= Stored data =
+--

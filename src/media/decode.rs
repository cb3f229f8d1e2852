// SPDX-License-Identifier: MPL-2.0
//! Bounds probing and subsampled decoding.
//!
//! JPEG files are decoded with `jpeg-decoder`'s IDCT scaling, which yields
//! 1/2, 1/4 or 1/8 of the native size without ever building the
//! full-resolution raster. Whatever reduction is left over is taken with a
//! nearest-neighbour pass. Other formats, and JPEG colour layouts the scaled
//! path does not handle, are decoded in full and stride-sampled right away.

use super::bitmap::{Bitmap, Dimensions};
use crate::error::{Error, Result};
use image_rs::imageops::FilterType;
use image_rs::{DynamicImage, GrayImage, ImageBuffer, ImageFormat, ImageReader, Pixel, RgbImage};
use std::fs::File;
use std::io::BufReader;
use std::path::Path;

/// Controls how [`decode_file`] reads an image.
#[derive(Debug, Clone, Copy, PartialEq, Eq)]
pub struct DecodeOptions {
    /// Keep one pixel out of `sample_size` along each axis. Values below 1
    /// are treated as 1.
    pub sample_size: u32,
    /// Only read the header and report the native dimensions.
    pub just_decode_bounds: bool,
}

impl DecodeOptions {
    /// Header-only probe.
    #[must_use]
    pub fn bounds_only() -> Self {
        Self {
            sample_size: 1,
            just_decode_bounds: true,
        }
    }

    /// Full decode keeping every `sample_size`-th pixel.
    #[must_use]
    pub fn sampled(sample_size: u32) -> Self {
        Self {
            sample_size,
            just_decode_bounds: false,
        }
    }
}

impl Default for DecodeOptions {
    fn default() -> Self {
        Self::sampled(1)
    }
}

/// Result of [`decode_file`]: either the probed bounds or pixels.
#[derive(Debug)]
pub enum Decoded {
    Bounds(Dimensions),
    Bitmap(Bitmap),
}

fn open_reader(path: &Path) -> Result<ImageReader<std::io::BufReader<std::fs::File>>> {
    ImageReader::open(path)
        .and_then(ImageReader::with_guessed_format)
        .map_err(|e| Error::Decode(format!("{}: {e}", path.display())))
}

/// Reads the native size of an image without decoding pixel data.
///
/// # Errors
///
/// Returns [`Error::Decode`] if the file cannot be opened or its header is
/// not a recognised image.
pub fn probe_bounds<P: AsRef<Path>>(path: P) -> Result<Dimensions> {
    let path = path.as_ref();
    let (width, height) = open_reader(path)?
        .into_dimensions()
        .map_err(|e| Error::Decode(format!("{}: {e}", path.display())))?;
    Ok(Dimensions::new(width, height))
}

/// Decodes `path` according to `options`.
///
/// # Errors
///
/// Returns [`Error::Decode`] if the file is missing or its data is corrupt.
pub fn decode_file<P: AsRef<Path>>(path: P, options: &DecodeOptions) -> Result<Decoded> {
    let path = path.as_ref();
    if options.just_decode_bounds {
        return probe_bounds(path).map(Decoded::Bounds);
    }

    let reader = open_reader(path)?;
    if options.sample_size > 1 && reader.format() == Some(ImageFormat::Jpeg) {
        if let Some(bitmap) = decode_jpeg_scaled(path, options.sample_size)? {
            return Ok(Decoded::Bitmap(bitmap));
        }
    }

    let full = reader
        .decode()
        .map_err(|e| Error::Decode(format!("{}: {e}", path.display())))?;

    Ok(Decoded::Bitmap(subsample(Bitmap::new(full), options.sample_size)))
}

/// Side length after dividing by `factor`, never below 1.
fn sampled_side(native: u32, factor: u32) -> u32 {
    (native / factor.max(1)).max(1)
}

/// Decodes a JPEG straight to `native / factor` using IDCT scaling.
///
/// Returns `Ok(None)` for pixel layouts this path does not convert (16-bit
/// grey, CMYK); the caller then falls back to a full decode.
fn decode_jpeg_scaled(path: &Path, factor: u32) -> Result<Option<Bitmap>> {
    let decode_err = |e: jpeg_decoder::Error| Error::Decode(format!("{}: {e}", path.display()));

    let file = File::open(path).map_err(|e| Error::Decode(format!("{}: {e}", path.display())))?;
    let mut decoder = jpeg_decoder::Decoder::new(BufReader::new(file));
    decoder.read_info().map_err(decode_err)?;
    let info = decoder
        .info()
        .ok_or_else(|| Error::Decode(format!("{}: missing JPEG header", path.display())))?;

    match info.pixel_format {
        jpeg_decoder::PixelFormat::L8 | jpeg_decoder::PixelFormat::RGB24 => {}
        jpeg_decoder::PixelFormat::L16 | jpeg_decoder::PixelFormat::CMYK32 => return Ok(None),
    }

    let wanted = Dimensions::new(
        sampled_side(u32::from(info.width), factor),
        sampled_side(u32::from(info.height), factor),
    );
    // The decoder picks the smallest IDCT scale that is still at least this big.
    let (width, height) = decoder
        .scale(
            u16::try_from(wanted.width).unwrap_or(u16::MAX),
            u16::try_from(wanted.height).unwrap_or(u16::MAX),
        )
        .map_err(decode_err)?;
    let pixels = decoder.decode().map_err(decode_err)?;

    let (width, height) = (u32::from(width), u32::from(height));
    let scaled = match info.pixel_format {
        jpeg_decoder::PixelFormat::L8 => {
            GrayImage::from_raw(width, height, pixels).map(DynamicImage::ImageLuma8)
        }
        _ => RgbImage::from_raw(width, height, pixels).map(DynamicImage::ImageRgb8),
    }
    .ok_or_else(|| Error::Decode(format!("{}: short JPEG pixel data", path.display())))?;

    tracing::trace!(
        scaled_width = width,
        scaled_height = height,
        %wanted,
        "Decoded JPEG with IDCT scaling"
    );

    let bitmap = if (width, height) == (wanted.width, wanted.height) {
        scaled
    } else {
        scaled.resize_exact(wanted.width, wanted.height, FilterType::Nearest)
    };
    Ok(Some(Bitmap::new(bitmap)))
}

/// Picks the integer sampling factor that brings `native` close to `target`.
///
/// When the image exceeds the target on either axis, landscape images are
/// divided by the height ratio and everything else by the width ratio. The
/// ratio is truncated and never drops below 1, so a decode never upsamples.
#[must_use]
pub fn calculate_sample_size(native: Dimensions, target: Dimensions) -> u32 {
    if target.is_empty() {
        return 1;
    }

    let mut sample_size = 1;
    if native.height > target.height || native.width > target.width {
        sample_size = if native.width > native.height {
            native.height / target.height
        } else {
            native.width / target.width
        };
    }
    sample_size.max(1)
}

fn sample_every<P: Pixel>(
    source: &ImageBuffer<P, Vec<P::Subpixel>>,
    factor: u32,
) -> ImageBuffer<P, Vec<P::Subpixel>> {
    let width = sampled_side(source.width(), factor);
    let height = sampled_side(source.height(), factor);
    ImageBuffer::from_fn(width, height, |x, y| *source.get_pixel(x * factor, y * factor))
}

/// Keeps one pixel out of `factor` along each axis, starting at the origin.
///
/// Each output side is `input / factor` (at least 1). A factor of 0 or 1
/// returns the bitmap untouched.
#[must_use]
pub fn subsample(bitmap: Bitmap, factor: u32) -> Bitmap {
    if factor <= 1 {
        return bitmap;
    }

    let sampled = match bitmap.as_image() {
        DynamicImage::ImageLuma8(img) => DynamicImage::ImageLuma8(sample_every(img, factor)),
        DynamicImage::ImageLumaA8(img) => DynamicImage::ImageLumaA8(sample_every(img, factor)),
        DynamicImage::ImageRgb8(img) => DynamicImage::ImageRgb8(sample_every(img, factor)),
        DynamicImage::ImageRgba8(img) => DynamicImage::ImageRgba8(sample_every(img, factor)),
        DynamicImage::ImageLuma16(img) => DynamicImage::ImageLuma16(sample_every(img, factor)),
        DynamicImage::ImageLumaA16(img) => DynamicImage::ImageLumaA16(sample_every(img, factor)),
        DynamicImage::ImageRgb16(img) => DynamicImage::ImageRgb16(sample_every(img, factor)),
        DynamicImage::ImageRgba16(img) => DynamicImage::ImageRgba16(sample_every(img, factor)),
        DynamicImage::ImageRgb32F(img) => DynamicImage::ImageRgb32F(sample_every(img, factor)),
        DynamicImage::ImageRgba32F(img) => DynamicImage::ImageRgba32F(sample_every(img, factor)),
        other => DynamicImage::ImageRgba8(sample_every(&other.to_rgba8(), factor)),
    };
    Bitmap::new(sampled)
}

#[cfg(test)]
mod tests {
    use super::*;
    use crate::media::fixtures::{write_jpeg, ExifFixture};
    use image_rs::Rgb;
    use std::fs;
    use tempfile::tempdir;

    fn gradient(width: u32, height: u32) -> RgbImage {
        RgbImage::from_fn(width, height, |x, y| Rgb([x as u8, y as u8, 0]))
    }

    #[test]
    fn sample_size_for_portrait_photo_uses_width_ratio() {
        let native = Dimensions::new(3000, 4000);
        let target = Dimensions::new(200, 200);
        assert_eq!(calculate_sample_size(native, target), 15);
    }

    #[test]
    fn sample_size_for_landscape_photo_uses_height_ratio() {
        let native = Dimensions::new(4000, 3000);
        let target = Dimensions::new(200, 200);
        assert_eq!(calculate_sample_size(native, target), 15);

        let native = Dimensions::new(4000, 2000);
        let target = Dimensions::new(100, 200);
        assert_eq!(calculate_sample_size(native, target), 10);
    }

    #[test]
    fn sample_size_is_one_when_image_fits() {
        let native = Dimensions::new(150, 120);
        let target = Dimensions::new(200, 200);
        assert_eq!(calculate_sample_size(native, target), 1);
    }

    #[test]
    fn sample_size_never_drops_to_zero() {
        // Taller than the target but narrower: width / target width == 0.
        let native = Dimensions::new(100, 300);
        let target = Dimensions::new(200, 200);
        assert_eq!(calculate_sample_size(native, target), 1);
    }

    #[test]
    fn sample_size_with_empty_target_is_one() {
        let native = Dimensions::new(100, 300);
        assert_eq!(calculate_sample_size(native, Dimensions::new(0, 0)), 1);
    }

    #[test]
    fn subsample_keeps_every_nth_pixel() {
        let bitmap = Bitmap::new(DynamicImage::ImageRgb8(gradient(10, 6)));
        let sampled = subsample(bitmap, 3);
        assert_eq!(sampled.dimensions(), Dimensions::new(3, 2));

        let rgb = sampled.as_image().to_rgb8();
        assert_eq!(rgb.get_pixel(0, 0).0, [0, 0, 0]);
        assert_eq!(rgb.get_pixel(1, 0).0, [3, 0, 0]);
        assert_eq!(rgb.get_pixel(2, 1).0, [6, 3, 0]);
    }

    #[test]
    fn subsample_never_produces_empty_bitmap() {
        let bitmap = Bitmap::new(DynamicImage::ImageRgb8(gradient(4, 4)));
        let sampled = subsample(bitmap, 10);
        assert_eq!(sampled.dimensions(), Dimensions::new(1, 1));
    }

    #[test]
    fn subsample_by_one_is_identity() {
        let bitmap = Bitmap::new(DynamicImage::ImageRgb8(gradient(7, 5)));
        let expected = bitmap.clone();
        assert_eq!(subsample(bitmap, 1), expected);
    }

    #[test]
    fn probe_bounds_reads_header_dimensions() {
        let temp_dir = tempdir().expect("failed to create temp dir");
        let path = temp_dir.path().join("probe.png");
        gradient(12, 34).save(&path).expect("failed to write png");

        let bounds = probe_bounds(&path).expect("probe should succeed");
        assert_eq!(bounds, Dimensions::new(12, 34));

        match decode_file(&path, &DecodeOptions::bounds_only()).expect("decode bounds") {
            Decoded::Bounds(dims) => assert_eq!(dims, bounds),
            Decoded::Bitmap(_) => panic!("bounds-only decode returned pixels"),
        }
    }

    #[test]
    fn decode_file_applies_sample_size() {
        let temp_dir = tempdir().expect("failed to create temp dir");
        let path = temp_dir.path().join("decode.png");
        gradient(40, 20).save(&path).expect("failed to write png");

        match decode_file(&path, &DecodeOptions::sampled(4)).expect("decode") {
            Decoded::Bitmap(bitmap) => assert_eq!(bitmap.dimensions(), Dimensions::new(10, 5)),
            Decoded::Bounds(_) => panic!("full decode returned bounds"),
        }
    }

    #[test]
    fn jpeg_decode_is_scaled_to_sampled_size() {
        let temp_dir = tempdir().expect("failed to create temp dir");
        let path = temp_dir.path().join("scaled.jpg");
        write_jpeg(&path, 300, 400, ExifFixture::None);

        let bitmap = decode_jpeg_scaled(&path, 15)
            .expect("scaled decode")
            .expect("RGB JPEG takes the scaled path");
        assert_eq!(bitmap.dimensions(), Dimensions::new(20, 26));

        match decode_file(&path, &DecodeOptions::sampled(8)).expect("decode") {
            Decoded::Bitmap(bitmap) => assert_eq!(bitmap.dimensions(), Dimensions::new(37, 50)),
            Decoded::Bounds(_) => panic!("full decode returned bounds"),
        }
    }

    #[test]
    fn jpeg_scaled_decode_matches_stride_sample_on_power_of_two() {
        let temp_dir = tempdir().expect("failed to create temp dir");
        let path = temp_dir.path().join("flat.jpg");
        // A single flat colour survives both the IDCT scale and the stride.
        RgbImage::from_pixel(64, 32, Rgb([200, 40, 40]))
            .save(&path)
            .expect("failed to write jpeg");

        let scaled = decode_jpeg_scaled(&path, 4)
            .expect("scaled decode")
            .expect("RGB JPEG takes the scaled path");
        assert_eq!(scaled.dimensions(), Dimensions::new(16, 8));

        let full = ImageReader::open(&path)
            .expect("open")
            .decode()
            .expect("full decode");
        let strided = subsample(Bitmap::new(full), 4);
        assert_eq!(strided.dimensions(), scaled.dimensions());

        let a = scaled.as_image().to_rgb8();
        let b = strided.as_image().to_rgb8();
        for (pa, pb) in a.pixels().zip(b.pixels()) {
            for channel in 0..3 {
                assert!(pa.0[channel].abs_diff(pb.0[channel]) <= 8, "{pa:?} vs {pb:?}");
            }
        }
    }

    #[test]
    fn sampled_png_decode_takes_full_path() {
        let temp_dir = tempdir().expect("failed to create temp dir");
        let path = temp_dir.path().join("wide.png");
        gradient(30, 20).save(&path).expect("failed to write png");

        match decode_file(&path, &DecodeOptions::sampled(3)).expect("decode") {
            Decoded::Bitmap(bitmap) => {
                assert_eq!(bitmap.dimensions(), Dimensions::new(10, 6));
                assert_eq!(bitmap.as_image().to_rgb8().get_pixel(1, 1).0, [3, 3, 0]);
            }
            Decoded::Bounds(_) => panic!("full decode returned bounds"),
        }
    }

    #[test]
    fn decode_missing_file_returns_decode_error() {
        let temp_dir = tempdir().expect("failed to create temp dir");
        let missing = temp_dir.path().join("missing.jpg");

        match probe_bounds(&missing) {
            Err(Error::Decode(message)) => assert!(message.contains("missing.jpg")),
            other => panic!("expected Decode error, got {other:?}"),
        }
    }

    #[test]
    fn decode_corrupt_file_returns_decode_error() {
        let temp_dir = tempdir().expect("failed to create temp dir");
        let path = temp_dir.path().join("corrupt.jpg");
        fs::write(&path, b"definitely not a jpeg").expect("failed to write file");

        assert!(matches!(
            decode_file(&path, &DecodeOptions::default()),
            Err(Error::Decode(_))
        ));
    }
}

+--

Extract every line of the records above that contains the word "RgbImage".

= Your response =
use image_rs::{DynamicImage, GrayImage, ImageBuffer, ImageFormat, ImageReader, Pixel, RgbImage};
        _ => RgbImage::from_raw(width, height, pixels).map(DynamicImage::ImageRgb8),
    fn gradient(width: u32, height: u32) -> RgbImage {
        RgbImage::from_fn(width, height, |x, y| Rgb([x as u8, y as u8, 0]))
        RgbImage::from_pixel(64, 32, Rgb([200, 40, 40]))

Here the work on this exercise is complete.